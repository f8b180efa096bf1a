use std::collections::HashMap;

use crossbeam_channel::Sender;
use serde::Serialize;

use crate::calibration::{Calibration, CalibrationStep};
use crate::config::PipelineConfig;
use crate::decoder;
use crate::error::{Result, TelemetryError};
use crate::orientation::{JointRotations, Orientation, OrientationEstimator};
use crate::rate_limiter::ScopedRateLimiter;
use crate::types::{Channel, ChannelState, Notification};
use crate::window_buffer::{ChannelSnapshot, WindowedBuffer};

/// Evento emitido por cada muestra aceptada
#[derive(Debug, Clone, PartialEq, Serialize)]
pub struct SampleReady {
    pub channel: String,
    pub snapshot: ChannelSnapshot,
    /// Solo en el canal de orientación y si la entrada no fue degenerada
    pub orientation: Option<Orientation>,
    pub joints: Option<JointRotations>,
}

/// Resultado de procesar una notificación
#[derive(Debug, Clone, Copy, PartialEq, Eq)]
pub enum Outcome {
    Emitted,
    /// Descartada por el limitador
    Throttled,
    /// El pipeline está cerrado
    Closed,
}

/// Orquestador: limitador → decodificador → ventanas → estimador → evento.
///
/// Procesa cada notificación de principio a fin antes de la siguiente;
/// los eventos salen en el mismo orden en que se aceptaron las muestras.
pub struct TelemetryPipeline {
    config: PipelineConfig,
    limiter: ScopedRateLimiter,
    buffer: WindowedBuffer,
    estimator: Option<OrientationEstimator>,
    states: HashMap<String, ChannelState>,
    calibration: Calibration,
    events: Sender<SampleReady>,
    open: bool,
}

impl TelemetryPipeline {
    pub fn new(config: PipelineConfig, events: Sender<SampleReady>) -> Result<Self> {
        config.validate()?;

        let limiter = ScopedRateLimiter::new(config.rate_limit_scope, config.update_interval_ms);
        let buffer = WindowedBuffer::new(&config.channels, config.capacity);
        let estimator = config.orientation.clone().map(OrientationEstimator::new);
        let states = idle_states(&config.channels);

        Ok(Self {
            config,
            limiter,
            buffer,
            estimator,
            states,
            calibration: Calibration::new(),
            events,
            open: true,
        })
    }

    pub fn config(&self) -> &PipelineConfig {
        &self.config
    }

    /// El transporte confirmó la suscripción del canal
    pub fn mark_subscribed(&mut self, channel: &str) -> Result<()> {
        if !self.open {
            return Ok(());
        }
        let state = self
            .states
            .get_mut(channel)
            .ok_or_else(|| TelemetryError::UnknownChannel(channel.to_string()))?;
        if *state == ChannelState::Idle {
            *state = ChannelState::Subscribed;
            log::info!("Canal '{}' suscrito", channel);
        }
        Ok(())
    }

    /// Procesa una notificación completa.
    ///
    /// Un payload malformado se reporta como error y no toca las ventanas.
    pub fn handle(&mut self, notification: &Notification) -> Result<Outcome> {
        if !self.open {
            return Ok(Outcome::Closed);
        }

        let channel = self
            .config
            .channel(&notification.channel)
            .ok_or_else(|| TelemetryError::UnknownChannel(notification.channel.clone()))?;

        if !self.limiter.admit(&channel.id, notification.received_ms) {
            return Ok(Outcome::Throttled);
        }

        let sample = match decoder::decode(
            channel,
            &notification.payload,
            notification.timestamp_secs(),
        ) {
            Ok(sample) => sample,
            Err(e) => {
                log::warn!("{}", e);
                return Err(e);
            }
        };

        self.buffer.append(&sample)?;

        let mut orientation = None;
        if let Some(estimator) = self.estimator.as_mut() {
            if estimator.config().channel == sample.channel {
                match estimator.update(&sample) {
                    Ok(o) => orientation = Some(o),
                    Err(TelemetryError::DegenerateInput(reason)) => {
                        log::warn!("Orientación sin actualizar en t={:.3}: {}", sample.timestamp, reason);
                    }
                    Err(e) => return Err(e),
                }
            }
        }

        if let Some(state) = self.states.get_mut(&sample.channel) {
            if *state != ChannelState::Receiving {
                log::info!("Canal '{}' recibiendo datos", sample.channel);
                *state = ChannelState::Receiving;
            }
        }

        let snapshot = self
            .buffer
            .snapshot(&sample.channel)
            .ok_or_else(|| TelemetryError::UnknownChannel(sample.channel.clone()))?;

        log::debug!(
            "Muestra '{}' t={:.3} ({} puntos)",
            sample.channel,
            sample.timestamp,
            snapshot.len()
        );

        let event = SampleReady {
            channel: sample.channel,
            snapshot,
            orientation,
            joints: orientation.map(|o| o.joint_rotations()),
        };

        if self.events.send(event).is_err() {
            log::warn!("Nadie escucha los eventos del pipeline");
        }

        Ok(Outcome::Emitted)
    }

    pub fn channel_state(&self, channel: &str) -> Option<ChannelState> {
        self.states.get(channel).copied()
    }

    pub fn snapshot(&self, channel: &str) -> Option<ChannelSnapshot> {
        self.buffer.snapshot(channel)
    }

    /// Última orientación estimada
    pub fn orientation(&self) -> Option<Orientation> {
        self.estimator.as_ref().and_then(|e| e.current())
    }

    pub fn calibration_step(&self) -> CalibrationStep {
        self.calibration.step()
    }

    /// Fija el paso de calibración; retorna el byte para el dispositivo
    pub fn set_calibration_step(&mut self, step: CalibrationStep) -> Option<u8> {
        log::info!("Calibración: {}", step.label());
        self.calibration.set_step(step)
    }

    pub fn advance_calibration(&mut self) -> Option<u8> {
        let code = self.calibration.advance();
        log::info!("Calibración: {}", self.calibration.step().label());
        code
    }

    pub fn is_open(&self) -> bool {
        self.open
    }

    /// Deja de aceptar notificaciones y libera las ventanas. Idempotente.
    pub fn teardown(&mut self) {
        if !self.open {
            return;
        }
        self.open = false;
        self.buffer.clear();
        for state in self.states.values_mut() {
            *state = ChannelState::Idle;
        }
        log::info!("Pipeline cerrado");
    }

    /// Vuelve al estado inicial, incluida la orientación
    pub fn reinitialize(&mut self) {
        self.teardown();
        self.limiter.reset();
        if let Some(estimator) = self.estimator.as_mut() {
            estimator.reset();
        }
        self.calibration.reset();
        self.open = true;
        log::info!("Pipeline reiniciado");
    }
}

fn idle_states(channels: &[Channel]) -> HashMap<String, ChannelState> {
    channels
        .iter()
        .map(|c| (c.id.clone(), ChannelState::Idle))
        .collect()
}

+===+

:: Work to be completed ::
Please retype exactly the line containing "incluida la orientación" and each line after it to the end of the records, and nothing more.

:: Your solution ::
    /// Vuelve al estado inicial, incluida la orientación
    pub fn reinitialize(&mut self) {
        self.teardown();
        self.limiter.reset();
        if let Some(estimator) = self.estimator.as_mut() {
            estimator.reset();
        }
        self.calibration.reset();
        self.open = true;
        log::info!("Pipeline reiniciado");
    }
}

fn idle_states(channels: &[Channel]) -> HashMap<String, ChannelState> {
    channels
        .iter()
        .map(|c| (c.id.clone(), ChannelState::Idle))
        .collect()
}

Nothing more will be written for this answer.